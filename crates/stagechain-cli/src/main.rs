use std::{sync::Arc, time::Duration};

use anyhow::{Context, Result};
use clap::{Args, Parser, Subcommand};
use rand::seq::SliceRandom;
use stagechain_core::{
    constants::DEFAULT_DIFFICULTY_BITS, pow, search_parallel, Block, CancelFlag, Ledger,
    SearchLimits, SearchStats, Target,
};
use tracing::{info, warn};
use tracing_subscriber::{fmt, EnvFilter};

#[derive(Parser, Debug)]
#[command(name = "stagechain-cli")]
#[command(about = "Prove blocks into an in-memory stage ledger")]
struct Cli {
    #[command(subcommand)]
    cmd: Command,
}

#[derive(Subcommand, Debug)]
enum Command {
    /// Create a ledger, prove blocks onto it and print it
    Mine(MineArgs),
    /// Show the target for a difficulty
    Target {
        /// Leading zero bits a hash needs, in [0, 256)
        #[arg(long, default_value_t = DEFAULT_DIFFICULTY_BITS)]
        difficulty: u32,
    },
}

#[derive(Args, Debug, Clone)]
struct MineArgs {
    /// Leading zero bits a hash needs, in [0, 256)
    #[arg(long, default_value_t = DEFAULT_DIFFICULTY_BITS)]
    difficulty: u32,

    /// Stages to add after genesis
    #[arg(long, default_value_t = 1)]
    stages: u64,

    /// Blocks to prove per stage
    #[arg(long, default_value_t = 1)]
    blocks_per_stage: usize,

    /// Payload for every block
    #[arg(long, default_value = "Here is some data!")]
    data: String,

    /// Give up on proving after this many seconds in total
    #[arg(long)]
    timeout_secs: Option<u64>,

    /// Spread each search over all cores
    #[arg(long)]
    parallel: bool,

    /// Print the ledger as JSON
    #[arg(long)]
    json: bool,
}

#[tokio::main]
async fn main() -> Result<()> {
    fmt()
        .with_env_filter(EnvFilter::from_default_env())
        .with_writer(std::io::stderr)
        .init();

    let cli = Cli::parse();
    match cli.cmd {
        Command::Mine(args) => mine(args).await,
        Command::Target { difficulty } => {
            let target = Target::from_difficulty(difficulty)?;
            println!("difficulty: {}", target.difficulty_bits());
            println!("target: {target}");
            println!("expected attempts: {}", target.expected_attempts());
            Ok(())
        }
    }
}

async fn mine(args: MineArgs) -> Result<()> {
    let ledger = Arc::new(Ledger::new(args.difficulty).context("creating ledger")?);

    let cancel = CancelFlag::new();
    {
        let cancel = cancel.clone();
        tokio::spawn(async move {
            if tokio::signal::ctrl_c().await.is_ok() {
                warn!("interrupt received, cancelling search");
                cancel.cancel();
            }
        });
    }
    let mut limits = SearchLimits::unbounded().with_cancel(cancel);
    if let Some(secs) = args.timeout_secs {
        limits = limits.with_timeout(Duration::from_secs(secs));
    }

    // The ledger is printed even when proving stops early.
    let outcome = extend(&ledger, &args, &limits).await;
    let view = ledger.print();
    if args.json {
        println!("{}", serde_json::to_string_pretty(&view)?);
    } else {
        print!("{view}");
    }
    outcome
}

async fn extend(ledger: &Arc<Ledger>, args: &MineArgs, limits: &SearchLimits) -> Result<()> {
    let target = *ledger.target();
    info!(
        "Proving {} stage(s) of {} block(s), target {} (~{} attempts per block)",
        args.stages,
        args.blocks_per_stage,
        target,
        target.expected_attempts()
    );

    for _ in 0..args.stages {
        let stage = ledger.height();
        let parents = ledger.tip_hashes();
        for _ in 0..args.blocks_per_stage {
            let parent = *parents
                .choose(&mut rand::thread_rng())
                .context("previous stage has no blocks")?;
            let block = Block::new(stage, parent.to_vec(), args.data.as_bytes().to_vec());

            let (block, stats) = prove(block, target, limits.clone(), args.parallel)
                .await
                .with_context(|| format!("proving a block for stage {stage}"))?;
            let acceptance = ledger.add_block(block)?;
            info!(
                stage = acceptance.stage,
                position = acceptance.position,
                attempts = stats.attempts,
                "block added"
            );
        }
    }
    Ok(())
}

/// Run one search on the blocking pool so Ctrl-C can still be observed.
async fn prove(
    mut block: Block,
    target: Target,
    limits: SearchLimits,
    parallel: bool,
) -> Result<(Block, SearchStats)> {
    let stats = tokio::task::spawn_blocking(move || {
        let stats = if parallel {
            search_parallel(&mut block, &target, &limits)
        } else {
            pow::search_with(&mut block, &target, &limits)
        };
        stats.map(|stats| (block, stats))
    })
    .await
    .context("search task panicked")??;
    Ok(stats)
}

#[cfg(test)]
mod tests {
    use super::*;
    use clap::CommandFactory;

    #[test]
    fn cli_definition_is_consistent() {
        Cli::command().debug_assert();
    }

    #[test]
    fn mine_defaults_match_a_single_block_run() {
        let cli = Cli::try_parse_from(["stagechain-cli", "mine"]).unwrap();
        let Command::Mine(args) = cli.cmd else {
            panic!("expected mine");
        };
        assert_eq!(args.difficulty, DEFAULT_DIFFICULTY_BITS);
        assert_eq!(args.stages, 1);
        assert_eq!(args.blocks_per_stage, 1);
        assert_eq!(args.data, "Here is some data!");
        assert!(args.timeout_secs.is_none());
        assert!(!args.parallel && !args.json);
    }

    #[test]
    fn mine_flags_parse() {
        let cli = Cli::try_parse_from([
            "stagechain-cli",
            "mine",
            "--difficulty",
            "4",
            "--stages",
            "3",
            "--blocks-per-stage",
            "2",
            "--timeout-secs",
            "5",
            "--parallel",
            "--json",
        ])
        .unwrap();
        let Command::Mine(args) = cli.cmd else {
            panic!("expected mine");
        };
        assert_eq!(args.difficulty, 4);
        assert_eq!(args.stages, 3);
        assert_eq!(args.blocks_per_stage, 2);
        assert_eq!(args.timeout_secs, Some(5));
        assert!(args.parallel && args.json);
    }

    #[tokio::test]
    async fn extend_builds_every_stage() {
        let ledger = Arc::new(Ledger::new(2).unwrap());
        let args = MineArgs {
            difficulty: 2,
            stages: 3,
            blocks_per_stage: 2,
            data: "d".into(),
            timeout_secs: None,
            parallel: false,
            json: false,
        };
        extend(&ledger, &args, &SearchLimits::unbounded())
            .await
            .unwrap();
        assert_eq!(ledger.height(), 4);
        assert!(ledger.verify().is_ok());
    }

    #[tokio::test]
    async fn cancelled_search_surfaces_error() {
        let cancel = CancelFlag::new();
        cancel.cancel();
        let limits = SearchLimits::unbounded().with_cancel(cancel);
        let block = Block::new(1, Block::genesis().hash().to_vec(), b"x".to_vec());
        let target = Target::from_difficulty(255).unwrap();
        let err = prove(block, target, limits, false).await.unwrap_err();
        assert!(err
            .downcast_ref::<stagechain_core::SearchError>()
            .is_some());
    }
}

========

### What is needed
Look over the records above, and wherever a line contains the string "main", copy that line.

### Answer space
filename crates/stagechain-cli/src/main.rs
#[tokio::main]
async fn main() -> Result<()> {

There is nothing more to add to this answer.